SOUTHPORT.-We are informed by a correspondent that the intimation in our last, that the debt which encumbered the church had been removed, is not quite accurate. Our correspondent writes: "The present debt of the Society is £647 in two items, one on mortgage of building, amounting to £550, the other £97 part of £200 borrowed from the Church Building Fund. Through the munificence of Mr. Mottram, who subscribed £150, the Society has been enabled to pay the remaining debt that was borrowed to pay the legacy duty on Mr. Beconsall's bequest as well as £35 towards the Church Building Fund."

Obituary.

On Wednesday, April 23rd, at Park Cottage, Aston, near Birmingham, John Summerfield Stanhope, aged sixty years.
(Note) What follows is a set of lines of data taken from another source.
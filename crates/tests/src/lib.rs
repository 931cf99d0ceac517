//! # Integration Tests
//!
//! 集成测试与端到端测试。
//!
//! 负责：
//! - 合成位姿流上的偏移估计与对齐场景
//! - 符号约定回归
//! - CSV / 配置文件贯通测试

#[cfg(test)]
mod synthetic {
    use contracts::{PoseSequence, Quaternion, TimedPose, Vector3};
    use rand::rngs::StdRng;
    use rand::{Rng, SeedableRng};

    /// Rotation of the rig at time `t`; angular speed is not periodic over 20 s
    pub fn rig_orientation(t: f64) -> Quaternion {
        let yaw = 0.9 * (1.3 * t).sin() + 0.4 * (3.1 * t + 0.5).sin();
        let pitch = 0.5 * (0.7 * t).sin() * (2.3 * t).cos();
        let roll = 0.3 * (1.9 * t + 1.0).sin();
        Quaternion::from_axis_angle(Vector3::z(), yaw)
            * Quaternion::from_axis_angle(Vector3::y(), pitch)
            * Quaternion::from_axis_angle(Vector3::x(), roll)
    }

    pub fn rig_position(t: f64) -> Vector3<f64> {
        Vector3::new((0.5 * t).sin(), (0.3 * t).cos(), 0.1 * t)
    }

    /// Hand poses B_H: rig motion on the hand clock
    pub fn hand_stream(rate_hz: f64, duration: f64) -> PoseSequence {
        sample(rate_hz, duration, 0.0, |t| {
            (rig_position(t), rig_orientation(t))
        })
    }

    /// Eye poses W_E: the same motion seen through a fixed mounting and world
    /// frame, on a clock that starts at `clock_start` and lags by `delay`
    pub fn eye_stream(rate_hz: f64, duration: f64, clock_start: f64, delay: f64) -> PoseSequence {
        let world = Quaternion::from_axis_angle(Vector3::new(1.0, 1.0, 0.0), 0.7);
        let mounting = Quaternion::from_axis_angle(Vector3::new(0.0, 1.0, 1.0), -0.4);
        sample(rate_hz, duration, clock_start, move |t| {
            let s = t - clock_start - delay;
            (rig_position(s), world * rig_orientation(s) * mounting)
        })
    }

    /// Perturb every orientation by a random small rotation
    pub fn with_rotation_noise(poses: &PoseSequence, max_angle: f64, seed: u64) -> PoseSequence {
        let mut rng = StdRng::seed_from_u64(seed);
        let noisy = poses
            .poses()
            .iter()
            .map(|p| {
                let axis = Vector3::new(
                    rng.random_range(-1.0..1.0),
                    rng.random_range(-1.0..1.0),
                    rng.random_range(-1.0..1.0),
                ) + Vector3::new(1e-3, 0.0, 0.0);
                let angle = rng.random_range(-max_angle..max_angle);
                let q = *p.orientation() * Quaternion::from_axis_angle(axis, angle);
                TimedPose::new(p.t(), *p.position(), q).unwrap()
            })
            .collect();
        PoseSequence::new(noisy).unwrap()
    }

    fn sample(
        rate_hz: f64,
        duration: f64,
        clock_start: f64,
        motion: impl Fn(f64) -> (Vector3<f64>, Quaternion),
    ) -> PoseSequence {
        let n = (duration * rate_hz).round() as usize + 1;
        let poses = (0..n)
            .map(|i| {
                let t = clock_start + i as f64 / rate_hz;
                let (position, orientation) = motion(t);
                TimedPose::new(t, position, orientation).unwrap()
            })
            .collect();
        PoseSequence::new(poses).unwrap()
    }
}

#[cfg(test)]
mod scenario_tests {
    use super::synthetic::*;
    use contracts::{AlignError, AlignmentConfig, FilteringConfig, Stream, TimeOffset};
    use time_alignment::{align_poses, alignment_residual, estimate_time_offset};

    /// A at 100 Hz for 10 s, B the same motion delayed by 0.37 s at 60 Hz
    #[test]
    fn test_delayed_eye_stream_recovered() {
        let config = FilteringConfig::default();
        let hand = hand_stream(100.0, 10.0);
        let eye = eye_stream(60.0, 10.0, 0.0, 0.37);

        let estimate = estimate_time_offset(&hand, &eye, &config).unwrap();
        assert_eq!(estimate.offset.shifts(), Stream::A);
        assert!(
            (estimate.offset.seconds() - 0.37).abs() <= config.resampling_period(),
            "estimated {}",
            estimate.offset
        );
        assert!(estimate.confidence >= config.min_correlation_confidence);

        let pair = align_poses(&hand, &eye, &estimate.offset, &AlignmentConfig::default()).unwrap();
        assert_eq!(pair.a().len(), pair.b().len());
        let (start, end) = pair.time_range();
        assert!(start >= estimate.offset.seconds() - 1e-12);
        assert!(end <= 10.0 + 1e-12);
        // trimmed to the overlap, still covering most of it
        assert!(end - start > 9.0);
    }

    #[test]
    fn test_estimate_applied_as_documented_beats_opposite_sign() {
        let hand = hand_stream(100.0, 10.0);
        let eye = eye_stream(60.0, 10.0, 0.0, 0.37);
        let estimate = estimate_time_offset(&hand, &eye, &FilteringConfig::default()).unwrap();

        let grid = AlignmentConfig::default();
        let documented = align_poses(&hand, &eye, &estimate.offset, &grid).unwrap();
        let flipped = TimeOffset::shifting_a(-estimate.offset.seconds());
        let opposite = align_poses(&hand, &eye, &flipped, &grid).unwrap();

        let good = alignment_residual(&documented).unwrap();
        let bad = alignment_residual(&opposite).unwrap();
        assert!(good < 0.5 * bad, "documented {good} vs opposite {bad}");
    }

    #[test]
    fn test_reversed_offset_is_same_alignment() {
        let hand = hand_stream(100.0, 10.0);
        let eye = eye_stream(60.0, 10.0, 0.0, 0.37);
        let offset = TimeOffset::shifting_a(0.37);

        let on_eye_clock = align_poses(&hand, &eye, &offset, &AlignmentConfig::default()).unwrap();
        let on_hand_clock =
            align_poses(&hand, &eye, &offset.reversed(), &AlignmentConfig::default()).unwrap();

        assert_eq!(on_eye_clock.len(), on_hand_clock.len());
        for (x, y) in on_eye_clock
            .a()
            .poses()
            .iter()
            .zip(on_hand_clock.a().poses())
        {
            assert!((x.t() - y.t() - 0.37).abs() < 1e-9);
            assert!((x.position() - y.position()).norm() < 1e-9);
            assert!(x.orientation().angle_to(y.orientation()) < 1e-9);
        }
    }

    #[test]
    fn test_large_clock_offset_recovered() {
        let hand = hand_stream(100.0, 10.0);
        let eye = eye_stream(60.0, 10.0, 1000.0, 0.37);
        let config = FilteringConfig::default();

        let estimate = estimate_time_offset(&hand, &eye, &config).unwrap();
        assert!(
            (estimate.offset.seconds() - 1000.37).abs() <= config.resampling_period(),
            "estimated {}",
            estimate.offset
        );

        let pair = align_poses(&hand, &eye, &estimate.offset, &AlignmentConfig::default()).unwrap();
        assert!(pair.time_range().0 >= 1000.0);
    }

    #[test]
    fn test_noisy_eye_stream_recovered() {
        let hand = hand_stream(100.0, 10.0);
        let eye = with_rotation_noise(&eye_stream(60.0, 10.0, 0.0, 0.37), 0.001, 42);
        let config = FilteringConfig::default();

        let estimate = estimate_time_offset(&hand, &eye, &config).unwrap();
        assert!(
            (estimate.offset.seconds() - 0.37).abs() <= 2.0 * config.resampling_period(),
            "estimated {}",
            estimate.offset
        );
    }

    #[test]
    fn test_estimation_is_deterministic() {
        let hand = hand_stream(100.0, 6.0);
        let eye = eye_stream(60.0, 6.0, 0.0, 0.2);
        let config = FilteringConfig::default();
        let first = estimate_time_offset(&hand, &eye, &config).unwrap();
        let second = estimate_time_offset(&hand, &eye, &config).unwrap();
        assert_eq!(first, second);
    }

    #[test]
    fn test_disjoint_streams_never_partially_aligned() {
        let hand = hand_stream(100.0, 5.0);
        let eye = eye_stream(60.0, 5.0, 100.0, 0.0);
        let err = align_poses(
            &hand,
            &eye,
            &TimeOffset::shifting_a(0.0),
            &AlignmentConfig::default(),
        )
        .unwrap_err();
        assert!(matches!(err, AlignError::NoOverlap { .. }));
    }

    #[test]
    fn test_bounded_search_never_exceeds_bound() {
        let hand = hand_stream(100.0, 10.0);
        let eye = eye_stream(60.0, 10.0, 0.0, 0.37);
        let config = FilteringConfig {
            max_offset_s: Some(0.2),
            ..Default::default()
        };
        match estimate_time_offset(&hand, &eye, &config) {
            Ok(estimate) => assert!(estimate.offset.seconds().abs() <= 0.2 + 1e-9),
            Err(AlignError::InsufficientSignal { confidence, .. }) => assert!(confidence.is_some()),
            Err(other) => panic!("unexpected error: {other:?}"),
        }
    }
}

#[cfg(test)]
mod file_tests {
    use super::synthetic::*;
    use config_loader::ConfigLoader;
    use contracts::GridStrategy;
    use std::io::Write;
    use time_alignment::{align_poses, estimate_time_offset};

    #[test]
    fn test_csv_round_trip_preserves_estimate() {
        let dir = tempfile::tempdir().unwrap();
        let hand = hand_stream(100.0, 8.0);
        let eye = eye_stream(60.0, 8.0, 0.0, 0.25);
        let config = contracts::FilteringConfig::default();

        let hand_path = dir.path().join("poses_B_H.csv");
        let eye_path = dir.path().join("poses_W_E.csv");
        pose_io::write_poses(&hand_path, &hand).unwrap();
        pose_io::write_poses(&eye_path, &eye).unwrap();

        let hand_loaded = pose_io::read_poses(&hand_path).unwrap();
        let eye_loaded = pose_io::read_poses(&eye_path).unwrap();

        let direct = estimate_time_offset(&hand, &eye, &config).unwrap();
        let via_files = estimate_time_offset(&hand_loaded, &eye_loaded, &config).unwrap();
        assert_eq!(direct.lag_samples, via_files.lag_samples);
        assert!((direct.offset.seconds() - via_files.offset.seconds()).abs() < 1e-9);
    }

    #[test]
    fn test_config_file_drives_pipeline() {
        let mut file = tempfile::Builder::new().suffix(".toml").tempfile().unwrap();
        write!(
            file,
            r#"
[filtering]
smoothing_window_size = 9
resampling_rate_hz = 200.0

[alignment.grid]
kind = "uniform"
rate_hz = 20.0
"#
        )
        .unwrap();
        let config = ConfigLoader::load_from_path(file.path()).unwrap();
        assert_eq!(config.alignment.grid, GridStrategy::Uniform { rate_hz: 20.0 });

        let hand = hand_stream(100.0, 8.0);
        let eye = eye_stream(60.0, 8.0, 0.0, 0.25);
        let estimate = estimate_time_offset(&hand, &eye, &config.filtering).unwrap();
        assert!((estimate.offset.seconds() - 0.25).abs() <= 0.005 + 1e-9);
        assert_eq!(estimate.resampling_rate_hz, 200.0);

        let pair = align_poses(&hand, &eye, &estimate.offset, &config.alignment).unwrap();
        let times: Vec<f64> = pair.b().times().collect();
        for step in times.windows(2) {
            assert!((step[1] - step[0] - 0.05).abs() < 1e-9);
        }
    }

    #[test]
    fn test_aggregator_summarises_run() {
        let hand = hand_stream(100.0, 6.0);
        let eye = eye_stream(60.0, 6.0, 0.0, 0.1);
        let estimate =
            estimate_time_offset(&hand, &eye, &contracts::FilteringConfig::default()).unwrap();
        let pair = align_poses(&hand, &eye, &estimate.offset, &Default::default()).unwrap();

        let mut stats = observability::AlignmentStatsAggregator::new();
        stats.update_estimate(&estimate);
        stats.update_alignment(&pair, time_alignment::alignment_residual(&pair).ok());
        let summary = stats.summary();
        assert_eq!(summary.estimates, 1);
        assert_eq!(summary.aligned_poses, pair.len() as u64);
        assert!((summary.offset_ms.mean - estimate.offset.seconds() * 1000.0).abs() < 1e-6);
    }
}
The deceased was for several years a conscientious and respected member of the Derby Society of the New Church. About eighteen months since he removed to Aston. Although for some time his health had been failing, yet he was able to attend business even to the day of his departure, which was very sudden and altogether unexpected. Having returned home from the office on the above date, he sat down for a moment to rest, and having spoken a few cheerful and pleasant words to those about him, fell back in his chair and quietly passed away. Our friend's sudden departure reminds forcibly of our Lord's injunction, "Be ye therefore ready also: for the Son of Man cometh at an hour when ye think not."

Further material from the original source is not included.